Provided material:
>>>>

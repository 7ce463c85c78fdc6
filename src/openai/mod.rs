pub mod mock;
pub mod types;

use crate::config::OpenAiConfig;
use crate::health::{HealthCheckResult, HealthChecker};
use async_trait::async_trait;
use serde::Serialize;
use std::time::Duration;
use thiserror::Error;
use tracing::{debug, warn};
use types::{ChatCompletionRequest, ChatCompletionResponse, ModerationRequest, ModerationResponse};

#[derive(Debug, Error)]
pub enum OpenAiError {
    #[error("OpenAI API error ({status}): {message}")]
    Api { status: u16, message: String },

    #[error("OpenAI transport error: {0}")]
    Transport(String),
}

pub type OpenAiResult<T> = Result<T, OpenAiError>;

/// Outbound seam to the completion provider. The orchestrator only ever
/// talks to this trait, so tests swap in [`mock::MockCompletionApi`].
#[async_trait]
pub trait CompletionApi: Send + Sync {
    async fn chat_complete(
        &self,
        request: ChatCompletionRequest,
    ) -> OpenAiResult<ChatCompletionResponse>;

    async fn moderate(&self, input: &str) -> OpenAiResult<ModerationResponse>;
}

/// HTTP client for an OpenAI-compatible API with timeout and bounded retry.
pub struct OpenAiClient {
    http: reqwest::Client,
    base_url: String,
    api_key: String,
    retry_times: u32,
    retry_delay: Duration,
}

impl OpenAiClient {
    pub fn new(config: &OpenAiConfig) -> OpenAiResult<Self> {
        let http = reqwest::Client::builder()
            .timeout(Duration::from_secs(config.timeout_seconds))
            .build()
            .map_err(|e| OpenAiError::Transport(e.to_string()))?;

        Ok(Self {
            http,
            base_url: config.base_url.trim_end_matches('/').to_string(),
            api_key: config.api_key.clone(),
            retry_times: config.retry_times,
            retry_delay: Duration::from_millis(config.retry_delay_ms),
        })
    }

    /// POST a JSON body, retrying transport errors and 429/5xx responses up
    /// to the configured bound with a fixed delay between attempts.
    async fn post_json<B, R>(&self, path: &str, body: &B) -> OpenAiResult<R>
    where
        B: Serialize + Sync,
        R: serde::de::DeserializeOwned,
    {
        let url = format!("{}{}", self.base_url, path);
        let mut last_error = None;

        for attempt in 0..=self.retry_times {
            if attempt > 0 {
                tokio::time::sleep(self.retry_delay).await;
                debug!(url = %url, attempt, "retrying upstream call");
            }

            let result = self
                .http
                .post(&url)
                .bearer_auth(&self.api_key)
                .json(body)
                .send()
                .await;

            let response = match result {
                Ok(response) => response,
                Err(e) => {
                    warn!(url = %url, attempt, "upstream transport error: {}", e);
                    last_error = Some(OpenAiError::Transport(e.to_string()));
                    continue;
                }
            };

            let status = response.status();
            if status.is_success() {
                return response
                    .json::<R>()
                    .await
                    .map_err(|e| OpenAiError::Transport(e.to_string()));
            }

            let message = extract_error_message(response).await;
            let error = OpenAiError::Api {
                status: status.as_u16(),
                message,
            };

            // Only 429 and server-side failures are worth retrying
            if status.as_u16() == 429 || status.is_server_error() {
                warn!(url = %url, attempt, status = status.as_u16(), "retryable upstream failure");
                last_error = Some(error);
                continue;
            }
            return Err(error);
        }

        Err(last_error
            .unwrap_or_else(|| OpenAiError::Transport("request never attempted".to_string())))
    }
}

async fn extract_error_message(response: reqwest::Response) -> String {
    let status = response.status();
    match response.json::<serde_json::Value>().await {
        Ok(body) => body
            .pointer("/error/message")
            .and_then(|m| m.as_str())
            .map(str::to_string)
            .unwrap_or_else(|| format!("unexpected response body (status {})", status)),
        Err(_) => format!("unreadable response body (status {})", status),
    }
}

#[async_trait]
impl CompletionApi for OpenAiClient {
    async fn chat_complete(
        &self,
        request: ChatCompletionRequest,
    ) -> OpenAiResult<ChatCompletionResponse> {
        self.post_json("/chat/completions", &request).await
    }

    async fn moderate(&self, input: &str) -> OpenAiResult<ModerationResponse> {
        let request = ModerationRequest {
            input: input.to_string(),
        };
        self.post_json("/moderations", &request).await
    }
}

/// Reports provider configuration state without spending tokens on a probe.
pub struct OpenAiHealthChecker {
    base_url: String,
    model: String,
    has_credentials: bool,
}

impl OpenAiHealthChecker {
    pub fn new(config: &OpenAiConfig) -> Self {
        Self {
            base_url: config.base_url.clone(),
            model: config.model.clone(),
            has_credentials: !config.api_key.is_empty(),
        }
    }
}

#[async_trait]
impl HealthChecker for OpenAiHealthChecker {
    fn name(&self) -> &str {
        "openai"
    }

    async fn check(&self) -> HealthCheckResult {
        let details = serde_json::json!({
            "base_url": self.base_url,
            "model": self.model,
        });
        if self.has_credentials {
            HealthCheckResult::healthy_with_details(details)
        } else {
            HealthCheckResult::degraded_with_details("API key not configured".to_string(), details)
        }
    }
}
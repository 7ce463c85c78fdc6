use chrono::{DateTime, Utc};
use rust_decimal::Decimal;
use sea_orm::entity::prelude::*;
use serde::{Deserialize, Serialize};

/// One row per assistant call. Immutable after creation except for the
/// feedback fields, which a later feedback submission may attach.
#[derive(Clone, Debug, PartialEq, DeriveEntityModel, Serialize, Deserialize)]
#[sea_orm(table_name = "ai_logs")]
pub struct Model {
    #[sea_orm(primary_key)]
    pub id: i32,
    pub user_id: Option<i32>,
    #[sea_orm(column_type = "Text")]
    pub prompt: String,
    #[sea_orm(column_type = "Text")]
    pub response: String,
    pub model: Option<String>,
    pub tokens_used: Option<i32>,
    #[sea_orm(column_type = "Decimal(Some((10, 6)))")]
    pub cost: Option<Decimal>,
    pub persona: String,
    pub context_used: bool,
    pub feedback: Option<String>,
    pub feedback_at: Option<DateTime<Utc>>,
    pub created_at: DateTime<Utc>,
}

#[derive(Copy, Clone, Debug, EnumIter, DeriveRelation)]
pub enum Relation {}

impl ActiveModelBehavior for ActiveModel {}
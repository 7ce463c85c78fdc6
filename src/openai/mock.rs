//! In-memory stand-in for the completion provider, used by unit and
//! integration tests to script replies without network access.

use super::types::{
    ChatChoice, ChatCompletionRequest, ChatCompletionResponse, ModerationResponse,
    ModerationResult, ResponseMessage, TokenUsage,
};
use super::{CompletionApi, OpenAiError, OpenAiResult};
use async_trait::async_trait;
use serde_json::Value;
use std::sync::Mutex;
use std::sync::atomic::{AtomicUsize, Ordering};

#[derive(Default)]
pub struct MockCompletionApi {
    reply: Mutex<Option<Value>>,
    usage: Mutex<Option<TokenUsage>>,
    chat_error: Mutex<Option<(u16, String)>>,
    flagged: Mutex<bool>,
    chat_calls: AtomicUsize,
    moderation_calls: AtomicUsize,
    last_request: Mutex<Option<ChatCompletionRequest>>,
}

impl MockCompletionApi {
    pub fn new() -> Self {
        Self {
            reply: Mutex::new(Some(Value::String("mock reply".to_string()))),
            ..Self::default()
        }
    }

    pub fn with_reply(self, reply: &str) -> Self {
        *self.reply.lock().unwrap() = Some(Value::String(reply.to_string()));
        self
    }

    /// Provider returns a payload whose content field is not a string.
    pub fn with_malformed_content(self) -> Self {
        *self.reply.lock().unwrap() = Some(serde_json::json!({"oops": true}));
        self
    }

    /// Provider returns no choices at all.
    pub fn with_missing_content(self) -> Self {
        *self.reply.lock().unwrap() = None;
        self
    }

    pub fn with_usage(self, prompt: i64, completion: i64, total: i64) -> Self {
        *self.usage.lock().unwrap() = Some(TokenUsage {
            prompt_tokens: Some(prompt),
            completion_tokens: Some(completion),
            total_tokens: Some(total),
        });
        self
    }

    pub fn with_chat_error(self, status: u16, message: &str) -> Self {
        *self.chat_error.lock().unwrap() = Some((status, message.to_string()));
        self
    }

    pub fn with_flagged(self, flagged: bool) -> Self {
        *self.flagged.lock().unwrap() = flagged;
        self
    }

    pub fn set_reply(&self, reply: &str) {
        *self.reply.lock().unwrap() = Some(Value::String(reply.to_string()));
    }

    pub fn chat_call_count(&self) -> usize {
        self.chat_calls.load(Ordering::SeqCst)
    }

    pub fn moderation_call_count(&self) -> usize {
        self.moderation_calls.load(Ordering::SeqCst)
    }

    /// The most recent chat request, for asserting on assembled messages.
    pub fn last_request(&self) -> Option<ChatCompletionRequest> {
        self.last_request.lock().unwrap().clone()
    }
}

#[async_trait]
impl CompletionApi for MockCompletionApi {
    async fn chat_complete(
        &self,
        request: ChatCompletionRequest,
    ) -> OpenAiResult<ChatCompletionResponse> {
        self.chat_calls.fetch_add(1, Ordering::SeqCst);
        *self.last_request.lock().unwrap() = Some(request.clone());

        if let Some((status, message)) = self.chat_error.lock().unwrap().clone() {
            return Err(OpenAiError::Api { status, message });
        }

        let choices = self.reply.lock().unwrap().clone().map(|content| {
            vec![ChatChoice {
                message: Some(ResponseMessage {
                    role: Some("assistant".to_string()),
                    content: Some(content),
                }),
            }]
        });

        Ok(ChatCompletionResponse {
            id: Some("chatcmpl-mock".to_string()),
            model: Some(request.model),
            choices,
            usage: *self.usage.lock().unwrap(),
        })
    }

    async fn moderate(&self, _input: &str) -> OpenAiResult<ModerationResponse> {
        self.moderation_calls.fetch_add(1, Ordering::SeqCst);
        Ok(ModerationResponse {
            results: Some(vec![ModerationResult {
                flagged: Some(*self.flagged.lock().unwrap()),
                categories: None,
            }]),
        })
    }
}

<<<<

Problem details: Reproduce each line of the records in which the word "MockCompletionApi" appears.

Answer space:
/// talks to this trait, so tests swap in [`mock::MockCompletionApi`].
pub struct MockCompletionApi {
impl MockCompletionApi {
impl CompletionApi for MockCompletionApi {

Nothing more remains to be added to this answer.